On 28 April 2015, Warby J. ordered that the appellant’s application for permission to appeal against Master Leslie’s order be heard by a High Court Judge. He also directed that the application be treated as an application for permission to reopen the hearing of his appeal against the decision of Master Leslie, pursuant to CPR 52.17 or otherwise, with the hearing to follow if permission was granted. The “otherwise” for this purpose, included the possibility that the court might have the jurisdiction to revoke or vary Sir David Eady’s order pursuant to CPR 3.1(7).

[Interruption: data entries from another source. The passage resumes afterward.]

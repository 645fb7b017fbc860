//! Integration tests for the cartel engine binary.
//!
//! Tests the full protocol session flow by spawning the engine process,
//! sending commands via stdin, and verifying stdout responses.

use std::io::{BufRead, Write};
use std::process::{Command, Stdio};

/// Sends a sequence of commands to the engine and collects stdout lines.
fn run_engine(commands: &[&str]) -> Vec<String> {
    let exe = env!("CARGO_BIN_EXE_cartel");
    let mut child = Command::new(exe)
        .stdin(Stdio::piped())
        .stdout(Stdio::piped())
        .stderr(Stdio::null())
        .spawn()
        .expect("failed to start cartel");

    let mut stdin = child.stdin.take().unwrap();
    let stdout = child.stdout.take().unwrap();
    let reader = std::io::BufReader::new(stdout);

    for cmd in commands {
        writeln!(stdin, "{}", cmd).unwrap();
    }
    stdin.flush().unwrap();
    drop(stdin);

    let lines: Vec<String> = reader.lines().map(|l| l.unwrap()).collect();
    let status = child.wait().expect("failed to wait on child");
    assert!(status.success());
    lines
}

#[test]
fn new_game_reports_board_and_renders_it() {
    let lines = run_engine(&["new 1 rectangle 42", "show", "quit"]);
    assert_eq!(lines[0], "ok board 12 style rectangle players 1");
    // A 12-cell rectangle renders as 4 rows of cells.
    let rows: Vec<&String> = lines[1..].iter().filter(|l| l.starts_with("| ")).collect();
    assert_eq!(rows.len(), 4);
}

#[test]
fn seeded_sessions_replay_identically() {
    let a = run_engine(&["new 2 diamond 7", "show", "quit"]);
    let b = run_engine(&["new 2 diamond 7", "show", "quit"]);
    assert_eq!(a, b);
}

#[test]
fn net_reports_the_breakdown_line() {
    let lines = run_engine(&["new 1 rectangle 42", "net 0", "quit"]);
    assert_eq!(lines[1], "player 0: buy 0 | process 0 | sell 0 | units 0 | buildings 0 | employees 0 | net 0");
}

#[test]
fn apply_validates_moves() {
    let lines = run_engine(&[
        "new 1 rectangle 42",
        "apply 0 sell +1",
        "apply 0 buy -1",
        "quit",
    ]);
    assert_eq!(lines[1], "ok");
    assert_eq!(lines[2], "error: invalid move");
}

#[test]
fn go_returns_a_bestmove_line() {
    let lines = run_engine(&["new 1 rectangle 42", "depth 1", "go 0", "quit"]);
    assert_eq!(lines[1], "ok");
    assert!(lines[2].starts_with("bestmove "), "got: {}", lines[2]);
    assert!(lines[2].contains(" net "));
}

#[test]
fn turn_plays_and_reports() {
    let lines = run_engine(&["new 1 rectangle 42", "depth 1", "turn", "state", "quit"]);
    assert!(lines[2].starts_with("player 0 move ["), "got: {}", lines[2]);
    assert!(lines[3].starts_with("round 1 next 0 capitals "), "got: {}", lines[3]);
}

#[test]
fn card_renders_a_value_table() {
    let lines = run_engine(&["card buy_market", "quit"]);
    assert_eq!(lines[0], "Wheat Market, max players: 2");
    // 8 value rows plus the x-axis line.
    assert_eq!(lines.len(), 10);
}

#[test]
fn config_errors_are_reported_not_fatal() {
    let lines = run_engine(&["new 9", "new 1 rectangle 42", "quit"]);
    assert_eq!(lines[0], "error: unsupported player count 9, expected 1-4");
    assert_eq!(lines[1], "ok board 12 style rectangle players 1");
}

#[test]
fn malformed_commands_report_parse_errors() {
    let lines = run_engine(&["frobnicate", "go", "quit"]);
    assert_eq!(lines[0], "error: unknown command 'frobnicate'");
    assert_eq!(lines[1], "error: missing argument: expected a player index");
}

#[test]
fn settings_override_shapes_the_next_game() {
    let lines = run_engine(&[
        r#"settings {"board_sizes": [16, 16, 20, 24], "industry_cards": [6, 6, 8, 10], "farm_cards": [5, 5, 6, 7], "residential_cards": [5, 5, 6, 7]}"#,
        "new 1 rectangle 3",
        "quit",
    ]);
    assert_eq!(lines[0], "ok");
    assert_eq!(lines[1], "ok board 16 style rectangle players 1");
}
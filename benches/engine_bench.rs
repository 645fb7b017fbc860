use criterion::{black_box, criterion_group, criterion_main, Criterion};

use cartel::board::{Board, BoardStyle, BuildingKind, Cell, Move, PLACEABLE_BUILDING_KINDS};
use cartel::config::Settings;
use cartel::eval::net_income;
use cartel::movegen::enumerate_moves;
use cartel::search::{find_best_move, SearchLimits};
use rand::rngs::StdRng;
use rand::SeedableRng;

/// A mid-game single-player board with a working production chain.
fn midgame_board() -> Board {
    let mut settings = Settings::default();
    settings.buy_market_allowed_on =
        vec![cartel::board::CellKind::Farm, cartel::board::CellKind::Industry];
    settings.sell_market_allowed_on =
        vec![cartel::board::CellKind::Residential, cartel::board::CellKind::Industry];
    let mut board = Board::new(
        &settings,
        1,
        false,
        BoardStyle::Rectangle,
        &mut StdRng::seed_from_u64(17),
    )
    .unwrap();
    Move::place(0, BuildingKind::BuyMarket, Cell::new(0, 0)).apply(&mut board);
    Move::place(0, BuildingKind::Process, Cell::new(0, 1)).apply(&mut board);
    Move::place(0, BuildingKind::SellMarket, Cell::new(0, 2)).apply(&mut board);
    Move::staff(0, Cell::new(0, 1), 1).apply(&mut board);
    board
}

fn bench_net_income(c: &mut Criterion) {
    let board = midgame_board();
    c.bench_function("net_income_midgame", |b| {
        b.iter(|| net_income(black_box(0), black_box(&board)))
    });
}

fn bench_enumerate_moves(c: &mut Criterion) {
    let board = midgame_board();
    c.bench_function("enumerate_moves_midgame", |b| {
        b.iter(|| enumerate_moves(black_box(0), black_box(&board), &PLACEABLE_BUILDING_KINDS))
    });
}

fn bench_apply_undo(c: &mut Criterion) {
    let mut board = midgame_board();
    let mv = Move::adjust_sell_price(0, 1);
    c.bench_function("apply_undo_price_move", |b| {
        b.iter(|| {
            let undo = mv.apply(&mut board);
            undo.revert(&mut board);
        })
    });
}

fn bench_search_depth_2(c: &mut Criterion) {
    let board = midgame_board();
    let limits = SearchLimits { max_depth: 2, moves_to_try: Some(10), node_budget: None };
    c.bench_function("search_depth_2_breadth_10", |b| {
        b.iter(|| find_best_move(black_box(0), black_box(&board), &PLACEABLE_BUILDING_KINDS, limits))
    });
}

criterion_group!(
    benches,
    bench_net_income,
    bench_enumerate_moves,
    bench_apply_undo,
    bench_search_depth_2
);
criterion_main!(benches);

CPR 52.17 embodies the jurisdiction to reopen appeals, identified in Taylor v Lawrence [2002] EWCA Civ. 90; [2003] QB 528. It provides that the Court of Appeal or the High Court will not re-open a final determination of any appeal unless- (a) it is necessary to do so in order to avoid real injustice; (b) the circumstances are exceptional and make it appropriate to reopen the appeal; and (c) there is no alternative effective remedy: see CPR 52.17. CPR 3.1(7) provides that “A power of the court under these Rules to make an order includes a power to vary or revoke the order.”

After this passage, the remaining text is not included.